**Supplied data**
○ ○ ○
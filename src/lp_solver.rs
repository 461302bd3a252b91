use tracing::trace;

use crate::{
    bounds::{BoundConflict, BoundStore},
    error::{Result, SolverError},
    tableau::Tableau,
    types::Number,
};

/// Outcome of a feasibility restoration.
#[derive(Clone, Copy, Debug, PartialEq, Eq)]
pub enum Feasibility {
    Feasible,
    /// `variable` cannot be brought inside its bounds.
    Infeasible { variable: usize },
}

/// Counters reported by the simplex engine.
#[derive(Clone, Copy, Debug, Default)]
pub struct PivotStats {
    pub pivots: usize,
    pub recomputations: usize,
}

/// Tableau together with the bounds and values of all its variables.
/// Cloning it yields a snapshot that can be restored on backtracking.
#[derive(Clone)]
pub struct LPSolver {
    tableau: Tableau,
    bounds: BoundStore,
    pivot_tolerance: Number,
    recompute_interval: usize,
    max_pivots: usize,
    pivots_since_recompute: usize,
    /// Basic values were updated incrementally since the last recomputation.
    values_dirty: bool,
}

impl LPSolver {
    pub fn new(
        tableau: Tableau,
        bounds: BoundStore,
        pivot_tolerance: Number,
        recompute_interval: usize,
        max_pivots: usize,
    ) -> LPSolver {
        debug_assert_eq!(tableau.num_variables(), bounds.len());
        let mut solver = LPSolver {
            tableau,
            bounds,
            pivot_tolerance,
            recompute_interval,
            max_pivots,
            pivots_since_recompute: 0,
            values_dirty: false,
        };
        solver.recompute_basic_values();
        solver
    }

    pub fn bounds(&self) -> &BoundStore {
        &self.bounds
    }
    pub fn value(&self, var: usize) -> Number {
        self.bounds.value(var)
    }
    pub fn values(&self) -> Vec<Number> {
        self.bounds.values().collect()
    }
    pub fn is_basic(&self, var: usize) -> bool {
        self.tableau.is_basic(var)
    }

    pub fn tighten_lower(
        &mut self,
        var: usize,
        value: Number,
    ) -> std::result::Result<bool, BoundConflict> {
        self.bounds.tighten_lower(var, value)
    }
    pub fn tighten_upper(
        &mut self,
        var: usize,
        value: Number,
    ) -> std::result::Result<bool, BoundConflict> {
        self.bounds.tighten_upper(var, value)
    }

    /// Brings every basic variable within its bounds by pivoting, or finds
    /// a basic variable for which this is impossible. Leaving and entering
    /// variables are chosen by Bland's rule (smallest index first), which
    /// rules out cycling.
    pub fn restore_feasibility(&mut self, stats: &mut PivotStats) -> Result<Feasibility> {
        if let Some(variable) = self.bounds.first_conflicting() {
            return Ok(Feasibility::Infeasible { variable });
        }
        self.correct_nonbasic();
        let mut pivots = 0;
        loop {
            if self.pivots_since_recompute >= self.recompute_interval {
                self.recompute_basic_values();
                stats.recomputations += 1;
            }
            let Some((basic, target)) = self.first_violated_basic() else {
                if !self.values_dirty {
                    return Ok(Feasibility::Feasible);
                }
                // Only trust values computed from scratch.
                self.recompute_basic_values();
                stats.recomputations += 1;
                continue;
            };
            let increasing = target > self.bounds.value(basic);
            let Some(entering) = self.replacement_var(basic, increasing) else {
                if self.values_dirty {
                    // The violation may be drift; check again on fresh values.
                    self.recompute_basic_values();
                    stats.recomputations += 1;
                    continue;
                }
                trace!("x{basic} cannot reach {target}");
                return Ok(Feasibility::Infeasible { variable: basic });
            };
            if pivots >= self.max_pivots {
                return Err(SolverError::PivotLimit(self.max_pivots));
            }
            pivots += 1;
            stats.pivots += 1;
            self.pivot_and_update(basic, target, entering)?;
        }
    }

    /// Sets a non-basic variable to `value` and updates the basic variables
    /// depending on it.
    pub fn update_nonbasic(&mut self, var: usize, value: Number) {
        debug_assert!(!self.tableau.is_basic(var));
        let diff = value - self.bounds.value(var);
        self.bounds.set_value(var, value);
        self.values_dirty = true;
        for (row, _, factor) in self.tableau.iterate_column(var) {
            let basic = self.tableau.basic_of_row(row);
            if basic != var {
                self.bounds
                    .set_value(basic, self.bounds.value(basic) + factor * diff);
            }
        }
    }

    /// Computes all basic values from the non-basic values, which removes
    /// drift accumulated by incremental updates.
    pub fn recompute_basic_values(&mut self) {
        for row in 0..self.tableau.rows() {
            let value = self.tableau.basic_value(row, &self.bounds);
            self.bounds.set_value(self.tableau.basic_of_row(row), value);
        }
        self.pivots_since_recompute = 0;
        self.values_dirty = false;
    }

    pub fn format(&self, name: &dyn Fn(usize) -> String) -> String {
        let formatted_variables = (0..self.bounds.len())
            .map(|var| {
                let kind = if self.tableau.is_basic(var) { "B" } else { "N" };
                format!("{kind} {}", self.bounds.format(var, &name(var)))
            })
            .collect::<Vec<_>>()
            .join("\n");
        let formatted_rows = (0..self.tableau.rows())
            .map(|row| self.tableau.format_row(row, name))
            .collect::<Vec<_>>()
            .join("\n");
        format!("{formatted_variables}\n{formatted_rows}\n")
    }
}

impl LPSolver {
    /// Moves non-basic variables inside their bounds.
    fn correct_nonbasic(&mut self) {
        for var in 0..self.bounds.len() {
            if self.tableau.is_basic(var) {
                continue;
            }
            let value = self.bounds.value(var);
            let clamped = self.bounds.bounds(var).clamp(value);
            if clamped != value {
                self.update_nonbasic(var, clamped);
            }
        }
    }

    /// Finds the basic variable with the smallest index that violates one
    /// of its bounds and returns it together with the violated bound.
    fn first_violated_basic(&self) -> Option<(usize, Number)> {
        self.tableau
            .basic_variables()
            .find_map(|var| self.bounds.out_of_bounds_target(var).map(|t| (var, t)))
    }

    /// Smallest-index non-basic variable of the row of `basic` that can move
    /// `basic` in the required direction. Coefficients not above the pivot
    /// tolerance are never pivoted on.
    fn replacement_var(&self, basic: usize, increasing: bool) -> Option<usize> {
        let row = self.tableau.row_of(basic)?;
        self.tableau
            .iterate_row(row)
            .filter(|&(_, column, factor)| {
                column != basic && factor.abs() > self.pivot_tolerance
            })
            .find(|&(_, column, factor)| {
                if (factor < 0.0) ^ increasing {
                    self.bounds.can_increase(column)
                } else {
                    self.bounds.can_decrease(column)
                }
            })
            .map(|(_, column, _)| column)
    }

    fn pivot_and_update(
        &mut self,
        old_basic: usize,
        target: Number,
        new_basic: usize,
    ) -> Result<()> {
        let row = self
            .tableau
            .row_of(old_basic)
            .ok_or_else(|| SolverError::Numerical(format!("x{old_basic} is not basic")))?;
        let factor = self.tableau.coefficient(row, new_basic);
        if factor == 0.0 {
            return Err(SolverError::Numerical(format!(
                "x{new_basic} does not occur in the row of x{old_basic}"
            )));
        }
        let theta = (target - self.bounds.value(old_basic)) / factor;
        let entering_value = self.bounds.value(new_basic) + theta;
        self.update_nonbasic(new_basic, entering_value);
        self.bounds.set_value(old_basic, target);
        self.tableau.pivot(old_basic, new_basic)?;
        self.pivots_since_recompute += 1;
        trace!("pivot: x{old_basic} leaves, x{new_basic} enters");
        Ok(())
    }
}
○ ○ ○
Your answer should be an exact copy of the lines from the one with "let factor = self.tableau.coefficient(row, new_basic);" through the end of the material, with no other lines.

**Answer to the exercise**
        let factor = self.tableau.coefficient(row, new_basic);
        if factor == 0.0 {
            return Err(SolverError::Numerical(format!(
                "x{new_basic} does not occur in the row of x{old_basic}"
            )));
        }
        let theta = (target - self.bounds.value(old_basic)) / factor;
        let entering_value = self.bounds.value(new_basic) + theta;
        self.update_nonbasic(new_basic, entering_value);
        self.bounds.set_value(old_basic, target);
        self.tableau.pivot(old_basic, new_basic)?;
        self.pivots_since_recompute += 1;
        trace!("pivot: x{old_basic} leaves, x{new_basic} enters");
        Ok(())
    }
}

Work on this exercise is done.